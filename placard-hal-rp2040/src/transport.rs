//! Polled HTTP transport over embassy-net
//!
//! One TCP socket, reused across requests; `Connection: close` framing
//! so the body runs to EOF. Each poll step performs at most one
//! bounded socket read and translates it into a transport event.

use defmt::{info, warn};
use embassy_net::dns::DnsQueryType;
use embassy_net::tcp::TcpSocket;
use embassy_net::Stack;
use embassy_time::{with_timeout, Duration};
use embedded_io_async::Write;
use heapless::{String, Vec};
use placard_core::traits::{SyncTransport, TransportEvent};

/// Bounded wait per poll step
const POLL_WAIT: Duration = Duration::from_secs(1);

/// Connect timeout per request
const CONNECT_TIMEOUT: Duration = Duration::from_secs(10);

/// Maximum accumulated response header block
const MAX_HEADER_BYTES: usize = 1024;

/// Read chunk size per poll step
const CHUNK_BYTES: usize = 1024;

/// Errors from the HTTP transport
#[derive(Debug, Clone, Copy)]
#[cfg_attr(feature = "defmt", derive(defmt::Format))]
pub enum TransportError {
    /// DNS lookup failed
    Dns,
    /// TCP connect failed or timed out
    Connect,
    /// Socket write failed
    Send,
    /// Socket read failed
    Recv,
    /// Connection closed before the header block finished
    TruncatedHeaders,
    /// Header block exceeded the accumulation bound
    HeaderOverflow,
    /// Status line was not parseable
    BadStatusLine,
}

#[derive(Debug, Clone, Copy, PartialEq, Eq)]
enum Phase {
    /// No transfer in flight
    Idle,
    /// Accumulating the header block
    Headers,
    /// Headers delivered; leftover bytes from the header read pending
    BodyLeftover,
    /// Streaming body reads
    Body,
}

/// The embassy-net HTTP transport
pub struct HttpTransport<'d> {
    stack: Stack<'d>,
    socket: TcpSocket<'d>,
    host: &'static str,
    port: u16,
    phase: Phase,
    status: u16,
    header: Vec<u8, MAX_HEADER_BYTES>,
    /// End of the header block within `header`
    header_end: usize,
    chunk: [u8; CHUNK_BYTES],
}

impl<'d> HttpTransport<'d> {
    /// Create the transport over a configured network stack
    ///
    /// `rx_buffer`/`tx_buffer` back the TCP socket for the life of the
    /// transport.
    pub fn new(
        stack: Stack<'d>,
        rx_buffer: &'d mut [u8],
        tx_buffer: &'d mut [u8],
        host: &'static str,
        port: u16,
    ) -> Self {
        Self {
            stack,
            socket: TcpSocket::new(stack, rx_buffer, tx_buffer),
            host,
            port,
            phase: Phase::Idle,
            status: 0,
            header: Vec::new(),
            header_end: 0,
            chunk: [0; CHUNK_BYTES],
        }
    }

    async fn read_step(&mut self) -> Result<Option<usize>, TransportError> {
        match with_timeout(POLL_WAIT, self.socket.read(&mut self.chunk)).await {
            Ok(Ok(n)) => Ok(Some(n)),
            Ok(Err(_)) => Err(TransportError::Recv),
            Err(_) => Ok(None), // nothing arrived within the bounded wait
        }
    }
}

impl SyncTransport for HttpTransport<'_> {
    type Error = TransportError;

    async fn request(&mut self, path: &str) -> Result<(), TransportError> {
        // Any unfinished previous transfer is discarded
        self.socket.abort();
        self.phase = Phase::Idle;
        self.status = 0;
        self.header.clear();
        self.header_end = 0;

        let addrs = self
            .stack
            .dns_query(self.host, DnsQueryType::A)
            .await
            .map_err(|_| TransportError::Dns)?;
        let addr = *addrs.first().ok_or(TransportError::Dns)?;

        let connect = self.socket.connect((addr, self.port));
        match with_timeout(CONNECT_TIMEOUT, connect).await {
            Ok(Ok(())) => {}
            Ok(Err(e)) => {
                warn!("connect to {}:{} failed: {:?}", self.host, self.port, e);
                return Err(TransportError::Connect);
            }
            Err(_) => return Err(TransportError::Connect),
        }

        let mut request: String<512> = String::new();
        use core::fmt::Write as _;
        write!(
            request,
            "GET {} HTTP/1.1\r\nHost: {}\r\nConnection: close\r\n\r\n",
            path, self.host
        )
        .map_err(|_| TransportError::Send)?;

        self.socket
            .write_all(request.as_bytes())
            .await
            .map_err(|_| TransportError::Send)?;

        info!("GET {}", path);
        self.phase = Phase::Headers;
        Ok(())
    }

    async fn poll(&mut self) -> Result<TransportEvent<'_>, TransportError> {
        match self.phase {
            Phase::Idle => Ok(TransportEvent::Idle),

            Phase::Headers => {
                let Some(n) = self.read_step().await? else {
                    return Ok(TransportEvent::Idle);
                };
                if n == 0 {
                    return Err(TransportError::TruncatedHeaders);
                }
                let (chunk, header) = (&self.chunk[..n], &mut self.header);
                header
                    .extend_from_slice(chunk)
                    .map_err(|_| TransportError::HeaderOverflow)?;

                let Some(end) = self
                    .header
                    .windows(4)
                    .position(|w| w == b"\r\n\r\n")
                else {
                    // Blank line not seen yet; keep accumulating
                    return Ok(TransportEvent::Idle);
                };

                self.header_end = end + 4;
                self.status = parse_status(&self.header[..self.header_end])?;
                self.phase = Phase::BodyLeftover;
                Ok(TransportEvent::Headers(&self.header[..self.header_end]))
            }

            Phase::BodyLeftover => {
                self.phase = Phase::Body;
                // Body bytes that arrived in the same read as the
                // header tail
                Ok(TransportEvent::Body(&self.header[self.header_end..]))
            }

            Phase::Body => {
                let Some(n) = self.read_step().await? else {
                    return Ok(TransportEvent::Idle);
                };
                if n == 0 {
                    self.phase = Phase::Idle;
                    self.socket.close();
                    return Ok(TransportEvent::Complete {
                        status: self.status,
                    });
                }
                Ok(TransportEvent::Body(&self.chunk[..n]))
            }
        }
    }
}

/// Pull the status code out of `HTTP/1.x NNN ...`
fn parse_status(header: &[u8]) -> Result<u16, TransportError> {
    let line_end = header
        .windows(2)
        .position(|w| w == b"\r\n")
        .ok_or(TransportError::BadStatusLine)?;
    let line = &header[..line_end];

    let after_proto = line
        .iter()
        .position(|&b| b == b' ')
        .ok_or(TransportError::BadStatusLine)?
        + 1;
    let digits = line[after_proto..]
        .split(|&b| b == b' ')
        .next()
        .ok_or(TransportError::BadStatusLine)?;

    let mut status: u16 = 0;
    for &b in digits {
        if !b.is_ascii_digit() {
            return Err(TransportError::BadStatusLine);
        }
        status = status
            .checked_mul(10)
            .and_then(|s| s.checked_add((b - b'0') as u16))
            .ok_or(TransportError::BadStatusLine)?;
    }
    if status == 0 {
        return Err(TransportError::BadStatusLine);
    }
    Ok(status)
}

════

** AIM OF THE TASK **
Could you report how many lines of the listing above hold "Copy"? Only the number is needed.

** SOLUTION FOR THIS PROBLEM **
2